- YOUR OBJECTIVE -
Using the records below, quote only the span that opens with the line containing "impl<E: Embedder + ?Sized> SemanticSplitterBuilder<E>" and closes with the line containing "self.config.max_chunk_chars = max;", exactly and inclusively.

- MATERIALS PROVIDED -

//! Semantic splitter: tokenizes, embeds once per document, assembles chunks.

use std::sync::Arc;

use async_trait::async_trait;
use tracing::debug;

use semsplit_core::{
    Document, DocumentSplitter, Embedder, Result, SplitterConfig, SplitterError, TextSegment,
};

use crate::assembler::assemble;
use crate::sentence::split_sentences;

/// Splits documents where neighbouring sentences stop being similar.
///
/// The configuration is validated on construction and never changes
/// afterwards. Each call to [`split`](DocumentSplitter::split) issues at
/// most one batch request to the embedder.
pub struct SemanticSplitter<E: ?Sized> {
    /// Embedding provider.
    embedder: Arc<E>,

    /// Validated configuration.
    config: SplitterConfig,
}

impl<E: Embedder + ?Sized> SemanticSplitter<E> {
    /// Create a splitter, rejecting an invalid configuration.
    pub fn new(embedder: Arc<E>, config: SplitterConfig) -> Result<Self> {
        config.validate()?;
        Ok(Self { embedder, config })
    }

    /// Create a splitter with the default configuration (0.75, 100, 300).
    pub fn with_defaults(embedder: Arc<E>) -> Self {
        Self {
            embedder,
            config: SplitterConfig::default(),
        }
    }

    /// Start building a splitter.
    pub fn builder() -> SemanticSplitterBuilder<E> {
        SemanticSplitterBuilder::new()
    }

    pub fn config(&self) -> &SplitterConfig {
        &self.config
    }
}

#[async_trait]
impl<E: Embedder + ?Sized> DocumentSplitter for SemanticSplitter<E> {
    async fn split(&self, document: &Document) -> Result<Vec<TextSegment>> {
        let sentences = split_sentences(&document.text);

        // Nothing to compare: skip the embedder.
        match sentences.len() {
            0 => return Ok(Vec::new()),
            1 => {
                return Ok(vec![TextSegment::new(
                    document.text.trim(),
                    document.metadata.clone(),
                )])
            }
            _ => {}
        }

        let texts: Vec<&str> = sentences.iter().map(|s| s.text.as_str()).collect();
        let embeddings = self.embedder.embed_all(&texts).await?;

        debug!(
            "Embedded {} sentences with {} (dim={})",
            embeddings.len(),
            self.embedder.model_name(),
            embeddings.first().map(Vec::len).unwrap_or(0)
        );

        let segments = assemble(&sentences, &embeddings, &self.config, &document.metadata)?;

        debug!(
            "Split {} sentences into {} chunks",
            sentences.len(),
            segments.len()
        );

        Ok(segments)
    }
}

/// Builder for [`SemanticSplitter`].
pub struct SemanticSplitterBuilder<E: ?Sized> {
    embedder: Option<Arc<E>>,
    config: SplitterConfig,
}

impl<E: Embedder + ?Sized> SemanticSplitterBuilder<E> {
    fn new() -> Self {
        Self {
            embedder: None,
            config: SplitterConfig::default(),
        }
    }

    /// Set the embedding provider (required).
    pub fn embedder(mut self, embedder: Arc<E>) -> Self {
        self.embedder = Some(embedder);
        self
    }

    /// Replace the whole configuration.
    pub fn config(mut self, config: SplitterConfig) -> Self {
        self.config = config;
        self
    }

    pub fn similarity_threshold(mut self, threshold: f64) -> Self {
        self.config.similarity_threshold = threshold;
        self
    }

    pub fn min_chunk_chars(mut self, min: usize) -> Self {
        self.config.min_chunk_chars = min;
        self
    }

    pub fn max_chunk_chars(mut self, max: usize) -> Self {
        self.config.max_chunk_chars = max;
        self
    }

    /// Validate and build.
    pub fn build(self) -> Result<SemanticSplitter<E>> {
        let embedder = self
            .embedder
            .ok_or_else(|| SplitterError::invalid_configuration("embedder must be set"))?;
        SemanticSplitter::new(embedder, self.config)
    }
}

...

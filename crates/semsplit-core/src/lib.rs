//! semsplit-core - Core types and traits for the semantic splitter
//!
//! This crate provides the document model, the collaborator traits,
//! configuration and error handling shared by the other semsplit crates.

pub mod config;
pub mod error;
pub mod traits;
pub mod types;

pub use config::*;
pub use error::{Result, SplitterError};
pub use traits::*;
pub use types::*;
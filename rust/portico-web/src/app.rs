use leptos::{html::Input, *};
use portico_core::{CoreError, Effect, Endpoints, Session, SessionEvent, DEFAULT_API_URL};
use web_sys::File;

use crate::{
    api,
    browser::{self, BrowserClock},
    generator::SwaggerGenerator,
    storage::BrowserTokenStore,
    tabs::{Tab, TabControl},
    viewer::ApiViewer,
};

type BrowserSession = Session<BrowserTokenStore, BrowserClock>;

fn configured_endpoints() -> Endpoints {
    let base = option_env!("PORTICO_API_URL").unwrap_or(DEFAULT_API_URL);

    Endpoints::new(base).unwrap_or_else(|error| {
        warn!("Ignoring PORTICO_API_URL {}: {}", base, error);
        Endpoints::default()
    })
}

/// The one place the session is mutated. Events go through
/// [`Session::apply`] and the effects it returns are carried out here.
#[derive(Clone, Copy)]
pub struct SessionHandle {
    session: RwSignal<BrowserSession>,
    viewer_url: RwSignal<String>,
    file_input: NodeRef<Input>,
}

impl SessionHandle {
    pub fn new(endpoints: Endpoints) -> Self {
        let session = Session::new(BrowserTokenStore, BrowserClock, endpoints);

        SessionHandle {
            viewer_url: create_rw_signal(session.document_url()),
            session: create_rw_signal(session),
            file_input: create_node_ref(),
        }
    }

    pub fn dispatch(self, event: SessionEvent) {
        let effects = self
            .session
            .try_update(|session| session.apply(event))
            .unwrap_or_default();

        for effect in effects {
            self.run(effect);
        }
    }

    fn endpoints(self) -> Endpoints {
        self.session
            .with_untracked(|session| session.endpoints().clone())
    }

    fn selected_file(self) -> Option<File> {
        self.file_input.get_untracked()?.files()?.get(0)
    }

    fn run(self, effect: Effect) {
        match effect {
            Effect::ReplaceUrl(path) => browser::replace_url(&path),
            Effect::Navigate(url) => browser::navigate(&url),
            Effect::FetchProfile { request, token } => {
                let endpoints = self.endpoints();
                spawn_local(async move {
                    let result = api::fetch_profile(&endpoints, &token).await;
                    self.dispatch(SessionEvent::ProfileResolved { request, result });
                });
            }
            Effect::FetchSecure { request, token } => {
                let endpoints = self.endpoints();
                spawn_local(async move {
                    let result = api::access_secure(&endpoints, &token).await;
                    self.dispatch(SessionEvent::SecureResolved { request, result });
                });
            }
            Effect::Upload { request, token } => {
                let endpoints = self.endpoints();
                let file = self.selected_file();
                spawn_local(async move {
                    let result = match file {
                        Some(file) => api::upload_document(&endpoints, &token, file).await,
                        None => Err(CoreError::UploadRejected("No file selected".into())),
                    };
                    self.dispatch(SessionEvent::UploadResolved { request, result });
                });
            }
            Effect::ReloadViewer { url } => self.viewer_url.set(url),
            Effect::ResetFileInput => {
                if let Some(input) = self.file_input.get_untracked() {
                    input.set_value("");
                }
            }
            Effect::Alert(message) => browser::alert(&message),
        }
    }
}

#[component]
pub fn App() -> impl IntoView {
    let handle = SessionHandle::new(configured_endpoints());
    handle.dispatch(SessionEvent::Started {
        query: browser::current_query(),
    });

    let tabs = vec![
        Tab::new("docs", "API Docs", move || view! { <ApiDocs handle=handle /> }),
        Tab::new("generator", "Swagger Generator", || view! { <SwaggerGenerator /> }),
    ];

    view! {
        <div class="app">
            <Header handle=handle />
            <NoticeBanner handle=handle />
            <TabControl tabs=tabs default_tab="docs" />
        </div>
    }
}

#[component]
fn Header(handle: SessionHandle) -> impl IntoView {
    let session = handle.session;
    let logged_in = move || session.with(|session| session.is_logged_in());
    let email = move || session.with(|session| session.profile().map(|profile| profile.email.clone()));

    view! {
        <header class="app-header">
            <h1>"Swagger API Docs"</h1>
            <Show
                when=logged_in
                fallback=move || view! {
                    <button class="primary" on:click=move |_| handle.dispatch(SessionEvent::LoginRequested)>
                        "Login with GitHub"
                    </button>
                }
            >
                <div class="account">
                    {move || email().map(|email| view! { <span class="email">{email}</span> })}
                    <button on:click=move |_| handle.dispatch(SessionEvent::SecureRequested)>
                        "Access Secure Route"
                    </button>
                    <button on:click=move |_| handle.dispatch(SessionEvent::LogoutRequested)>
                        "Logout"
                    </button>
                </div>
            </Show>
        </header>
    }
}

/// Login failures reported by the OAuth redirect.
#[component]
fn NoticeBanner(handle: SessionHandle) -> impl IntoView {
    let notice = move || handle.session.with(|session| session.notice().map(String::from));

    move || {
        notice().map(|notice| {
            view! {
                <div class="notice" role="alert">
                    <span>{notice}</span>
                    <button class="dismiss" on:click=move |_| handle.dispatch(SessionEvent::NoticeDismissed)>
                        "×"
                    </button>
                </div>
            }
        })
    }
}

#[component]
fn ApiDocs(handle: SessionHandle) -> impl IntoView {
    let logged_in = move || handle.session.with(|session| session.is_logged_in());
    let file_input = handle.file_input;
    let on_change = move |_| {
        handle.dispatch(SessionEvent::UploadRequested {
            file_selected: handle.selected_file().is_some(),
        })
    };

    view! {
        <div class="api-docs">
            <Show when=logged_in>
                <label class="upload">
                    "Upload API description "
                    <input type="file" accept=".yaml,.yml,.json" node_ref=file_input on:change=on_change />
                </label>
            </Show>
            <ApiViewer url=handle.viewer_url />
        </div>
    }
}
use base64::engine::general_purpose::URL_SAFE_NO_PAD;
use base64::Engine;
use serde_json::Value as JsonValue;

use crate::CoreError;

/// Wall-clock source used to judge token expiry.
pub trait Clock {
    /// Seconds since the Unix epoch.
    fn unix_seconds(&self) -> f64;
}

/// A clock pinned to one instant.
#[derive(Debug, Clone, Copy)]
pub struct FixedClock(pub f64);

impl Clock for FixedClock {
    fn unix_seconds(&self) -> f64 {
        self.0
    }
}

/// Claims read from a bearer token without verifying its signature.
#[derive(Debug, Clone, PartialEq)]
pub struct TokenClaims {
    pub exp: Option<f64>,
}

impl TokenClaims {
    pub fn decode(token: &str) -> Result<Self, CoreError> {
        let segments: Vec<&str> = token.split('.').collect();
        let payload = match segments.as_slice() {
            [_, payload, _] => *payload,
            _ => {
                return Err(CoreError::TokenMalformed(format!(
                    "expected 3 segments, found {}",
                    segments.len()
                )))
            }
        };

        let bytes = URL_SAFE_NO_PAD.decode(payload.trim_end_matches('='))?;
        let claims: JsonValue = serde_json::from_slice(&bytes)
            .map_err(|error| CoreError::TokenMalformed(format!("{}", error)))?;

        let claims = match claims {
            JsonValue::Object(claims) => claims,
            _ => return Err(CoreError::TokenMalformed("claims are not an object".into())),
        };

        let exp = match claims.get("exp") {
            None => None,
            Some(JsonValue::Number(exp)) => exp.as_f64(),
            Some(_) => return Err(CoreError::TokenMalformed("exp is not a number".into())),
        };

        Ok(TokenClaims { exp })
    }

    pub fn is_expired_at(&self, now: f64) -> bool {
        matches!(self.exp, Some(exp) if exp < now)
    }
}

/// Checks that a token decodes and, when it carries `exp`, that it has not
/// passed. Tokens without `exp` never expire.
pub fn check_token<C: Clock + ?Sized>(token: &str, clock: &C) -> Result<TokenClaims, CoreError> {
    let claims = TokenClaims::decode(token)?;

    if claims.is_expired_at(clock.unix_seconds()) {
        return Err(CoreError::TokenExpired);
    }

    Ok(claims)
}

* * *

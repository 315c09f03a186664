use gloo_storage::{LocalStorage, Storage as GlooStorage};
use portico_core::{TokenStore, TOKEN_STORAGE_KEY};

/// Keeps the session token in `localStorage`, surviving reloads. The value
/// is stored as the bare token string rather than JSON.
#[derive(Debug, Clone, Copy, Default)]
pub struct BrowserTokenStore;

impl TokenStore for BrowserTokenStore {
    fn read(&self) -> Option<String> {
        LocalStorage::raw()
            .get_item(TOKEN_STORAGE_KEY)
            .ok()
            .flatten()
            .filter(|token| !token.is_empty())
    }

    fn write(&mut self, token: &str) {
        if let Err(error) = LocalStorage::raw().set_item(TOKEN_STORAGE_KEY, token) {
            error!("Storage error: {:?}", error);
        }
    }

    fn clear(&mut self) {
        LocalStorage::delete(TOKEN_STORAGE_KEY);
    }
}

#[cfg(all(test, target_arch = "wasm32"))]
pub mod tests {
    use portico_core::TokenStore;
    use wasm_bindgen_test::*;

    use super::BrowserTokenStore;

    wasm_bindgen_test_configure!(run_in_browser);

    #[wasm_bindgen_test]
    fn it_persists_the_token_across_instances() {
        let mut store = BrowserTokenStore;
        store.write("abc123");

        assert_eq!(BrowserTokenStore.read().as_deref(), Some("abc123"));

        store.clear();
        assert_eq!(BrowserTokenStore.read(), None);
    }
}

- ANSWER TO THIS EXERCISE -
impl<E: Embedder + ?Sized> SemanticSplitterBuilder<E> {
    fn new() -> Self {
        Self {
            embedder: None,
            config: SplitterConfig::default(),
        }
    }

    /// Set the embedding provider (required).
    pub fn embedder(mut self, embedder: Arc<E>) -> Self {
        self.embedder = Some(embedder);
        self
    }

    /// Replace the whole configuration.
    pub fn config(mut self, config: SplitterConfig) -> Self {
        self.config = config;
        self
    }

    pub fn similarity_threshold(mut self, threshold: f64) -> Self {
        self.config.similarity_threshold = threshold;
        self
    }

    pub fn min_chunk_chars(mut self, min: usize) -> Self {
        self.config.min_chunk_chars = min;
        self
    }

    pub fn max_chunk_chars(mut self, max: usize) -> Self {
        self.config.max_chunk_chars = max;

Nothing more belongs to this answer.